Collection entries
[Start of section]

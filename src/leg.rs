//! A [Leg] is a single selectable bet outcome, usable as one component of a parlay.

use std::ops::RangeInclusive;

use chrono::{DateTime, Utc};
use serde::{Deserialize, Serialize};
use strum_macros::{Display, EnumIter, EnumString};
use thiserror::Error;

use crate::odds;

pub const EDGE_RANGE: RangeInclusive<f64> = 0.0..=100.0;
pub const MIN_PRICE: f64 = 1.0;

#[derive(Debug, Clone, Copy, PartialEq, Eq, Hash, Display, EnumString, EnumIter, Serialize, Deserialize)]
#[strum(ascii_case_insensitive)]
pub enum Market {
    #[serde(alias = "H2H", alias = "moneyline")]
    #[strum(to_string = "Moneyline", serialize = "H2H")]
    Moneyline,
    #[serde(alias = "total")]
    Total,
    #[serde(alias = "prop")]
    Prop,
    #[serde(alias = "future")]
    Future,
}

#[derive(Debug, Clone, PartialEq, Serialize, Deserialize)]
#[serde(rename_all = "camelCase")]
pub struct Leg {
    pub id: String,
    pub game_id: String,
    #[serde(default, alias = "teamName", skip_serializing_if = "Option::is_none")]
    pub team: Option<String>,
    pub market: Market,
    #[serde(default)]
    pub selection: String,
    pub price_decimal: f64,
    pub edge_score: f64,
    pub start_time: DateTime<Utc>,
    #[serde(default, skip_serializing_if = "Vec::is_empty")]
    pub risk_flags: Vec<String>,
    #[serde(default, skip_serializing_if = "Option::is_none")]
    pub player_name: Option<String>,
    #[serde(default, skip_serializing_if = "Option::is_none")]
    pub prop_type: Option<String>,
    #[serde(default, skip_serializing_if = "Option::is_none")]
    pub line: Option<String>,
}
impl Leg {
    /// A prop leg with no team, no risk flags and a start time of now. Refine with the `with_*` methods.
    pub fn new(id: impl Into<String>, game_id: impl Into<String>, price_decimal: f64, edge_score: f64) -> Self {
        Self {
            id: id.into(),
            game_id: game_id.into(),
            team: None,
            market: Market::Prop,
            selection: String::new(),
            price_decimal,
            edge_score,
            start_time: Utc::now(),
            risk_flags: vec![],
            player_name: None,
            prop_type: None,
            line: None,
        }
    }

    pub fn with_team(mut self, team: impl Into<String>) -> Self {
        self.team = Some(team.into());
        self
    }

    pub fn with_market(mut self, market: Market) -> Self {
        self.market = market;
        self
    }

    pub fn with_selection(mut self, selection: impl Into<String>) -> Self {
        self.selection = selection.into();
        self
    }

    pub fn with_start_time(mut self, start_time: DateTime<Utc>) -> Self {
        self.start_time = start_time;
        self
    }

    pub fn with_risk_flag(mut self, flag: impl Into<String>) -> Self {
        self.risk_flags.push(flag.into());
        self
    }

    /// Reprices the leg from an American quote, falling back to [odds::DEFAULT_AMERICAN] when absent.
    pub fn with_american(mut self, american: Option<f64>) -> Self {
        self.price_decimal = odds::american_to_decimal(american.unwrap_or(odds::DEFAULT_AMERICAN));
        self
    }

    pub fn with_prop(mut self, player_name: impl Into<String>, prop_type: impl Into<String>, line: impl Into<String>) -> Self {
        self.player_name = Some(player_name.into());
        self.prop_type = Some(prop_type.into());
        self.line = Some(line.into());
        self
    }

    #[inline]
    pub fn is_flagged(&self) -> bool {
        !self.risk_flags.is_empty()
    }

    pub fn validate(&self) -> Result<(), MalformedLeg> {
        let defect = if self.id.trim().is_empty() {
            Some(Defect::MissingId)
        } else if self.game_id.trim().is_empty() {
            Some(Defect::MissingGameId)
        } else if !self.price_decimal.is_finite() || self.price_decimal < MIN_PRICE {
            Some(Defect::InvalidPrice(self.price_decimal))
        } else if !self.edge_score.is_finite() || !EDGE_RANGE.contains(&self.edge_score) {
            Some(Defect::InvalidEdge(self.edge_score))
        } else {
            None
        };
        match defect {
            None => Ok(()),
            Some(defect) => Err(MalformedLeg {
                id: self.id.clone(),
                defect,
            }),
        }
    }
}

#[derive(Debug, Error, PartialEq)]
#[error("malformed leg '{id}': {defect}")]
pub struct MalformedLeg {
    pub id: String,
    pub defect: Defect,
}

#[derive(Debug, Error, PartialEq)]
pub enum Defect {
    #[error("missing id")]
    MissingId,

    #[error("missing game id")]
    MissingGameId,

    #[error("price {0} is not a decimal price of at least 1")]
    InvalidPrice(f64),

    #[error("edge score {0} lies outside [0, 100]")]
    InvalidEdge(f64),
}
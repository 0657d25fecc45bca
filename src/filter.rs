//! Static eligibility filtering of a leg pool.

use std::cmp::Ordering;

use tracing::{trace, warn};

use crate::constraints::Constraints;
use crate::leg::Leg;

/// Retains the legs whose price lies within the odds bounds, whose edge meets the minimum and which
/// carry no risk flags. Malformed legs are logged and dropped. The result is ordered by descending
/// edge score, then by descending price.
pub fn filter<'a>(pool: &'a [Leg], constraints: &Constraints) -> Vec<&'a Leg> {
    let odds_range = constraints.odds_range();
    let mut eligible = pool
        .iter()
        .filter(|leg| match leg.validate() {
            Ok(()) => true,
            Err(err) => {
                warn!("rejecting leg: {err}");
                false
            }
        })
        .filter(|leg| odds_range.contains(&leg.price_decimal))
        .filter(|leg| leg.edge_score >= constraints.min_edge)
        .filter(|leg| !leg.is_flagged())
        .collect::<Vec<_>>();
    eligible.sort_by(|a, b| by_quality(a, b));
    trace!("{} of {} legs eligible", eligible.len(), pool.len());
    eligible
}

/// Descending order of edge score, tie-broken by descending price.
#[inline]
pub fn by_quality(a: &Leg, b: &Leg) -> Ordering {
    b.edge_score
        .total_cmp(&a.edge_score)
        .then_with(|| b.price_decimal.total_cmp(&a.price_decimal))
}
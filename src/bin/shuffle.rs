use std::env;
use std::error::Error;
use std::path::PathBuf;

use anyhow::bail;
use clap::Parser;
use stanza::renderer::console::Console;
use stanza::renderer::Renderer;
use tinyrand::{Seeded, StdRand};
use tracing::{debug, info};

use jackpot::constraints::Constraints;
use jackpot::file::ReadJsonFile;
use jackpot::filter::filter;
use jackpot::leg::Leg;
use jackpot::optimise::ParlayMetrics;
use jackpot::print::tabulate_legs;
use jackpot::sampler::{self, capped_predicate, sample};

#[derive(Debug, clap::Parser, Clone)]
struct Args {
    /// file to source the leg pool from
    #[clap(short = 'f', long)]
    file: PathBuf,

    /// number of picks: 3, 4 or 5
    #[clap(short = 'p', long, default_value = "3")]
    picks: usize,

    /// stake placed on the combination
    #[clap(short = 's', long, default_value = "10")]
    stake: f64,

    /// seed for reproducible output
    #[clap(long)]
    seed: Option<u64>,
}
impl Args {
    fn validate(&self) -> anyhow::Result<()> {
        if !(3..=5).contains(&self.picks) {
            bail!("number of picks must be 3, 4 or 5");
        }
        if !self.stake.is_finite() || self.stake <= 0.0 {
            bail!("stake must be a positive amount");
        }
        Ok(())
    }
}

fn main() -> Result<(), Box<dyn Error>> {
    if env::var("RUST_BACKTRACE").is_err() {
        env::set_var("RUST_BACKTRACE", "full")
    }
    if env::var("RUST_LOG").is_err() {
        env::set_var("RUST_LOG", "info")
    }
    tracing_subscriber::fmt::init();

    let args = Args::parse();
    args.validate()?;
    debug!("args: {args:?}");

    let legs = Vec::<Leg>::read_json_file(&args.file)?;
    let constraints = Constraints::n_pick(args.picks);
    let pool = filter(&legs, &constraints);
    info!("{} of {} legs are eligible", pool.len(), legs.len());

    let mut rand = match args.seed {
        None => sampler::entropic(),
        Some(seed) => StdRand::seed(seed),
    };
    let selected = sample(
        &pool,
        args.picks,
        &mut rand,
        capped_predicate(constraints.max_per_team),
    );
    if selected.len() < args.picks {
        return Err(format!(
            "only {} legs from distinct games are available for a {}-pick",
            selected.len(),
            args.picks
        )
        .into());
    }

    let metrics = ParlayMetrics::compute(&selected, args.stake, 0.0)?;
    println!(
        "{}-pick at {:+} (decimal {:.3}), paying {:.2} on {:.2}, confidence {}%:\n{}",
        args.picks,
        metrics.american_odds,
        metrics.decimal_product,
        metrics.payout,
        metrics.stake,
        metrics.combined_confidence,
        Console::default().render(&tabulate_legs(&selected))
    );
    Ok(())
}
//! Loading of JSON-encoded leg pools and configuration.

use std::fs::File;
use std::io;
use std::io::BufReader;
use std::path::Path;

use serde::de::DeserializeOwned;
use serde_json::from_reader;

/// Reads a JSON-encoded type from a given file `path`.
pub fn read_json<D: DeserializeOwned>(path: impl AsRef<Path>) -> Result<D, io::Error> {
    let file = File::open(path)?;
    Ok(from_reader(BufReader::new(file))?)
}

pub trait ReadJsonFile<D> {
    fn read_json_file(path: impl AsRef<Path>) -> Result<D, io::Error>;
}

impl<D: DeserializeOwned> ReadJsonFile<D> for D {
    fn read_json_file(path: impl AsRef<Path>) -> Result<D, io::Error> {
        read_json(path)
    }
}
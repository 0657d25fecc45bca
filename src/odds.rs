//! Conversions between American and decimal odds.
//!
//! American odds are quoted relative to a 100-unit stake: `+150` returns 150 in profit on a stake
//! of 100, while `-110` requires a stake of 110 to return 100 in profit. Decimal odds quote the total
//! return per unit staked, so `+150` is `2.5` and `-110` is roughly `1.909`. Even money is `+100`
//! (equivalently `-100`) and maps to `2.0`; the inverse conversion always yields `+100` for it.

use thiserror::Error;

/// The American price assumed for a leg when the feed omits one.
pub const DEFAULT_AMERICAN: f64 = -110.0;

#[derive(Debug, Error, PartialEq)]
#[error("invalid decimal odds {0}: must be a finite value greater than 1")]
pub struct InvalidOdds(pub f64);

pub fn american_to_decimal(american: f64) -> f64 {
    if american > 0.0 {
        american / 100.0 + 1.0
    } else {
        100.0 / american.abs() + 1.0
    }
}

pub fn decimal_to_american(decimal: f64) -> Result<f64, InvalidOdds> {
    validate_decimal(decimal)?;
    if decimal >= 2.0 {
        Ok(((decimal - 1.0) * 100.0).round())
    } else {
        Ok((-100.0 / (decimal - 1.0)).round())
    }
}

/// The bookmaker-implied probability of a decimal price, inclusive of any overround.
pub fn implied_probability(decimal: f64) -> Result<f64, InvalidOdds> {
    validate_decimal(decimal)?;
    Ok(1.0 / decimal)
}

#[inline]
fn validate_decimal(decimal: f64) -> Result<(), InvalidOdds> {
    if !decimal.is_finite() || decimal <= 1.0 {
        return Err(InvalidOdds(decimal));
    }
    Ok(())
}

[End of section]

Go through the records. Copy each line where "encoded" appears.

▸ Reply
//! Loading of JSON-encoded leg pools and configuration.
/// Reads a JSON-encoded type from a given file `path`.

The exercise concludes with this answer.